Oh, Tooth. I watched him hunt in the book, as if it really held the clue he needed. It didn’t. That clue served as a bookmark in a P. G. Wodehouse Jeeves Omnibus on my bedside table: the wrinkled card on which Lindsay of Jackson Hole had scribbled her phone number. I didn’t dare mention it. That project had too much calamity in it, and I was selfishly willing to let Perkus go unlaid to keep the peace I now enjoyed. So we’d explore the dating profile of apartment eagles instead, or lapse into some other subject even more imaginary and arcane. Why was Perkus so determined to be sexually lonely? I asked this question of myself, not him.

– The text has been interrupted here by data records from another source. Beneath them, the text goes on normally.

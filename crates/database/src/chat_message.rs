//! Chat message log for accepted swap requests.
//!
//! The status precondition itself (only accepted swaps may be written to)
//! is enforced by the lifecycle service; this module is plain storage.

use sqlx::SqlitePool;

use crate::error::{DatabaseError, Result};
use crate::models::{ActiveChat, ChatMessage, ChatMessageWithSender, NewChatMessage};

/// Append a chat message.
pub async fn append(pool: &SqlitePool, new: &NewChatMessage) -> Result<ChatMessage> {
    let result = sqlx::query(
        r#"
        INSERT INTO chat_messages (swap_request_id, sender_id, receiver_id, body)
        VALUES (?, ?, ?, ?)
        "#,
    )
    .bind(new.swap_request_id)
    .bind(new.sender_id)
    .bind(new.receiver_id)
    .bind(&new.body)
    .execute(pool)
    .await?;

    get(pool, result.last_insert_rowid()).await
}

/// Get a message by ID.
pub async fn get(pool: &SqlitePool, id: i64) -> Result<ChatMessage> {
    sqlx::query_as::<_, ChatMessage>(
        r#"
        SELECT id, swap_request_id, sender_id, receiver_id, body, created_at
        FROM chat_messages
        WHERE id = ?
        "#,
    )
    .bind(id)
    .fetch_optional(pool)
    .await?
    .ok_or_else(|| DatabaseError::NotFound {
        entity: "ChatMessage",
        id: id.to_string(),
    })
}

/// Full message history for a swap request, oldest first, joined with
/// sender display names. Not paginated.
pub async fn list_for_swap(
    pool: &SqlitePool,
    swap_request_id: i64,
) -> Result<Vec<ChatMessageWithSender>> {
    let messages = sqlx::query_as::<_, ChatMessageWithSender>(
        r#"
        SELECT cm.id, cm.swap_request_id, cm.sender_id, cm.receiver_id,
               cm.body, cm.created_at, u.name AS sender_name
        FROM chat_messages cm
        JOIN users u ON cm.sender_id = u.id
        WHERE cm.swap_request_id = ?
        ORDER BY cm.created_at ASC, cm.id ASC
        "#,
    )
    .bind(swap_request_id)
    .fetch_all(pool)
    .await?;

    Ok(messages)
}

/// Accepted swap requests involving a user, viewed as chat threads.
///
/// The unread count per thread is derived: messages addressed to the user
/// whose `chat_message` notification has not been marked read.
pub async fn active_chats(pool: &SqlitePool, user_id: i64) -> Result<Vec<ActiveChat>> {
    let chats = sqlx::query_as::<_, ActiveChat>(
        r#"
        SELECT
            sr.id AS swap_request_id,
            sr.offered_skill,
            sr.wanted_skill,
            sr.created_at AS request_date,
            u.id AS other_user_id,
            u.name AS other_user_name,
            (
                SELECT COUNT(*)
                FROM chat_messages cm
                WHERE cm.swap_request_id = sr.id
                  AND cm.receiver_id = ?
                  AND cm.id NOT IN (
                      SELECT n.related_id
                      FROM notifications n
                      WHERE n.user_id = ?
                        AND n.kind = 'chat_message'
                        AND n.is_read = 1
                        AND n.related_id IS NOT NULL
                  )
            ) AS unread_count
        FROM swap_requests sr
        JOIN users u
          ON u.id = CASE WHEN sr.from_user_id = ? THEN sr.to_user_id ELSE sr.from_user_id END
        WHERE sr.status = 'accepted'
          AND (sr.from_user_id = ? OR sr.to_user_id = ?)
        ORDER BY sr.updated_at DESC, sr.id DESC
        "#,
    )
    .bind(user_id)
    .bind(user_id)
    .bind(user_id)
    .bind(user_id)
    .bind(user_id)
    .fetch_all(pool)
    .await?;

    Ok(chats)
}

/// Count all stored chat messages.
pub async fn count_messages(pool: &SqlitePool) -> Result<i64> {
    let count = sqlx::query_scalar::<_, i64>(
        r#"
        SELECT COUNT(*) FROM chat_messages
        "#,
    )
    .fetch_one(pool)
    .await?;

    Ok(count)
}

#[cfg(test)]
mod tests {
    use super::*;
    use crate::models::{NewSwapRequest, NotificationKind, SwapStatus};
    use crate::user::create_user;
    use crate::{notification, swap_request, Database};

    async fn test_db() -> Database {
        let db = Database::connect("sqlite::memory:").await.unwrap();
        db.migrate().await.unwrap();
        db
    }

    async fn accepted_swap(db: &Database) -> (i64, i64, i64) {
        let alice = create_user(db.pool(), "Alice Brown", "alice@example.com")
            .await
            .unwrap();
        let bob = create_user(db.pool(), "Bob Johnson", "bob@example.com")
            .await
            .unwrap();
        let request = swap_request::create(
            db.pool(),
            &NewSwapRequest {
                from_user_id: alice.id,
                to_user_id: bob.id,
                offered_skill: "JavaScript".to_string(),
                wanted_skill: "Figma".to_string(),
                message: None,
            },
        )
        .await
        .unwrap();
        swap_request::set_status_if_pending(db.pool(), request.id, SwapStatus::Accepted)
            .await
            .unwrap();
        (request.id, alice.id, bob.id)
    }

    #[tokio::test]
    async fn test_history_preserves_order() {
        let db = test_db().await;
        let (swap_id, alice, bob) = accepted_swap(&db).await;

        for i in 0..4 {
            append(
                db.pool(),
                &NewChatMessage {
                    swap_request_id: swap_id,
                    sender_id: if i % 2 == 0 { alice } else { bob },
                    receiver_id: if i % 2 == 0 { bob } else { alice },
                    body: format!("message {i}"),
                },
            )
            .await
            .unwrap();
        }

        let history = list_for_swap(db.pool(), swap_id).await.unwrap();
        assert_eq!(history.len(), 4);
        for (i, message) in history.iter().enumerate() {
            assert_eq!(message.body, format!("message {i}"));
        }
        assert_eq!(history[0].sender_name, "Alice Brown");
        assert_eq!(history[1].sender_name, "Bob Johnson");

        // Reads are idempotent: same order every time.
        let replay = list_for_swap(db.pool(), swap_id).await.unwrap();
        assert_eq!(history, replay);
    }

    #[tokio::test]
    async fn test_active_chats_unread_counts() {
        let db = test_db().await;
        let (swap_id, alice, bob) = accepted_swap(&db).await;

        // Two messages to Bob, each with its chat_message notification.
        for body in ["hey", "are you there?"] {
            let message = append(
                db.pool(),
                &NewChatMessage {
                    swap_request_id: swap_id,
                    sender_id: alice,
                    receiver_id: bob,
                    body: body.to_string(),
                },
            )
            .await
            .unwrap();
            notification::append(
                db.pool(),
                bob,
                NotificationKind::ChatMessage,
                "New Message",
                "You have a new message from Alice Brown",
                Some(message.id),
            )
            .await
            .unwrap();
        }

        let bobs = active_chats(db.pool(), bob).await.unwrap();
        assert_eq!(bobs.len(), 1);
        assert_eq!(bobs[0].swap_request_id, swap_id);
        assert_eq!(bobs[0].other_user_name, "Alice Brown");
        assert_eq!(bobs[0].unread_count, 2);

        // Alice sees the same thread with nothing unread.
        let alices = active_chats(db.pool(), alice).await.unwrap();
        assert_eq!(alices.len(), 1);
        assert_eq!(alices[0].other_user_name, "Bob Johnson");
        assert_eq!(alices[0].unread_count, 0);

        // Reading the notifications drains the derived count.
        notification::mark_all_read(db.pool(), bob).await.unwrap();
        let bobs = active_chats(db.pool(), bob).await.unwrap();
        assert_eq!(bobs[0].unread_count, 0);
    }

    #[tokio::test]
    async fn test_pending_swaps_are_not_chats() {
        let db = test_db().await;
        let alice = create_user(db.pool(), "Alice Brown", "alice@example.com")
            .await
            .unwrap();
        let bob = create_user(db.pool(), "Bob Johnson", "bob@example.com")
            .await
            .unwrap();
        swap_request::create(
            db.pool(),
            &NewSwapRequest {
                from_user_id: alice.id,
                to_user_id: bob.id,
                offered_skill: "React".to_string(),
                wanted_skill: "Photoshop".to_string(),
                message: None,
            },
        )
        .await
        .unwrap();

        assert!(active_chats(db.pool(), bob.id).await.unwrap().is_empty());
        assert!(active_chats(db.pool(), alice.id).await.unwrap().is_empty());
    }
}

One of these nights I came in and found them back at their nostalgic samizdat, organizing what looked like a finished project, in piles on the living-room floor. Someone had done some photocopying, and Perkus had apparently resolved the conundrum of the polar bear by creating two broadsides: one with only the bear, the other with the bear almost blotted out with a proliferation of other clippings, text excerpts, and illustrations (including, I noticed, at least one scientific diagram explaining Northern Lights’ possible procedure for docking an unmanned scow of medical supplies). Somewhere between these two lay the truth Perkus wished to unveil. The photocopies had none of the grandeur of his famous broadsides, arrayed in painful evidence throughout the apartment, but I was impressed that the edition even existed. Evidence of outside destinations for Perkus, other than Jackson Hole, was always startling, he was such a creature of that apartment. But that was the least of it, for now he and Oona were pulling on their winter coats, preparing for an old-school postering run. I found myself enlisted, after a quick smoke.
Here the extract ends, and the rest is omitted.